9. As the wheels are coming off the emerging markets story, with minus four per cent growth in Brazil and Russia in 2015, Dani Rodrik questions the merits of the original story itself,
Scratch the surface and you found high growth rates driven not by productive transformation but by domestic demand, in turn fueled by temporary commodity booms and unsustainable levels of public or, more often, private borrowing.
The article has this about the India story,
In a sense, all of the major emerging markets – with the revealing exception of India, where economic growth is not dependent on commodity exports – are reliving the lesson of the 2008 global financial crisis. As Warren Buffett famously summed it up: “Only when the tide goes out do you discover who’s been swimming naked.” For much of the last generation, buoyant commodity prices served as a fig leaf for emerging markets’ profound governance failures. Now the fig leaf has been stripped away, and their leaders must face the beach.

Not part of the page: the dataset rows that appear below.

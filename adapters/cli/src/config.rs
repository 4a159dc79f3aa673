//! Simulation parameters loaded from TOML and overridden by flags.

use std::{fs, io::ErrorKind, path::Path};

use anyhow::{ensure, Result};
use serde::{Deserialize, Serialize};
use tracing::warn;

/// Largest grid, in tiles, a run may allocate.
const MAX_TILES: u64 = 4_000_000;

/// Tunables for a headless simulation run.
#[derive(Clone, Debug, PartialEq, Eq, Deserialize, Serialize)]
#[serde(default)]
pub(crate) struct SimulationConfig {
    pub(crate) rows: u32,
    pub(crate) columns: u32,
    pub(crate) ticks: u64,
    pub(crate) seed: u64,
    /// Rats placed before the first tick.
    pub(crate) rats: usize,
    pub(crate) rat_health: i32,
    /// Health removed from each rat standing in the gas cloud per tick.
    pub(crate) gas_damage: i32,
    /// Pause between ticks; zero runs flat out.
    pub(crate) tick_interval_ms: u64,
    /// Rats submitted by the spawner thread while the simulation runs.
    pub(crate) late_spawns: usize,
}

impl Default for SimulationConfig {
    fn default() -> Self {
        Self {
            rows: 13,
            columns: 20,
            ticks: 30,
            seed: 0x7a75_0f0a,
            rats: 8,
            rat_health: 6,
            gas_damage: 2,
            tick_interval_ms: 0,
            late_spawns: 4,
        }
    }
}

impl SimulationConfig {
    /// Loads configuration from `path`, falling back to defaults on errors.
    pub(crate) fn load_from_path(path: &Path) -> Self {
        match fs::read_to_string(path) {
            Ok(contents) => match toml::from_str::<SimulationConfig>(&contents) {
                Ok(config) => config,
                Err(err) => {
                    warn!("Failed to parse {}: {err}. Using defaults", path.display());
                    Self::default()
                }
            },
            Err(err) if err.kind() == ErrorKind::NotFound => {
                warn!("Config not found at {}. Using defaults", path.display());
                Self::default()
            }
            Err(err) => {
                warn!("Failed to read {}: {err}. Using defaults", path.display());
                Self::default()
            }
        }
    }

    /// Rejects parameters the simulation cannot run with.
    pub(crate) fn validate(&self) -> Result<()> {
        ensure!(
            self.rows > 0 && self.columns > 0,
            "grid must have at least one row and one column, got {}x{}",
            self.rows,
            self.columns
        );
        let tiles = u64::from(self.rows) * u64::from(self.columns);
        ensure!(
            tiles <= MAX_TILES,
            "grid of {}x{} exceeds the {MAX_TILES} tile limit",
            self.rows,
            self.columns
        );
        ensure!(self.rat_health > 0, "rat_health must be positive");
        ensure!(self.gas_damage >= 0, "gas_damage must not be negative");
        Ok(())
    }
}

It is true that India benefits from not being a commodity exporter and having a fairly diversified economy. But the problem is that it, like all others, has not done enough on the productive transformation front, thereby raising questions about the sustainability of economic growth, especially at high rates.

10. Business Standard refers to a paper by KC Zachariah and Irudaya Rajan which puts in perspective the importance of remittances to the Kerala economy,
(Kerala) receives 40 per cent of remittances that come to India... Remittances finance as many as 20 per cent Kerala households, or 2.4 million families. Assuming a family size of three, remittances directly affect 7.2 million of 35 million Keralites... Remittances, at Rs 70,000 crore, accounted for 36.3 per cent of the net state domestic product (NSDP) in 2014. Remittances constitute a fourth - Rs 22,689 of Rs 86,180-of the per capita income of Kerala in 2014. Remittances were 1.2 times the revenue generated by the Kerala government in 2014... The number of Keralites working abroad had jumped to 2.4 million by 2014... a majority, 86 per cent , work in the Gulf countries.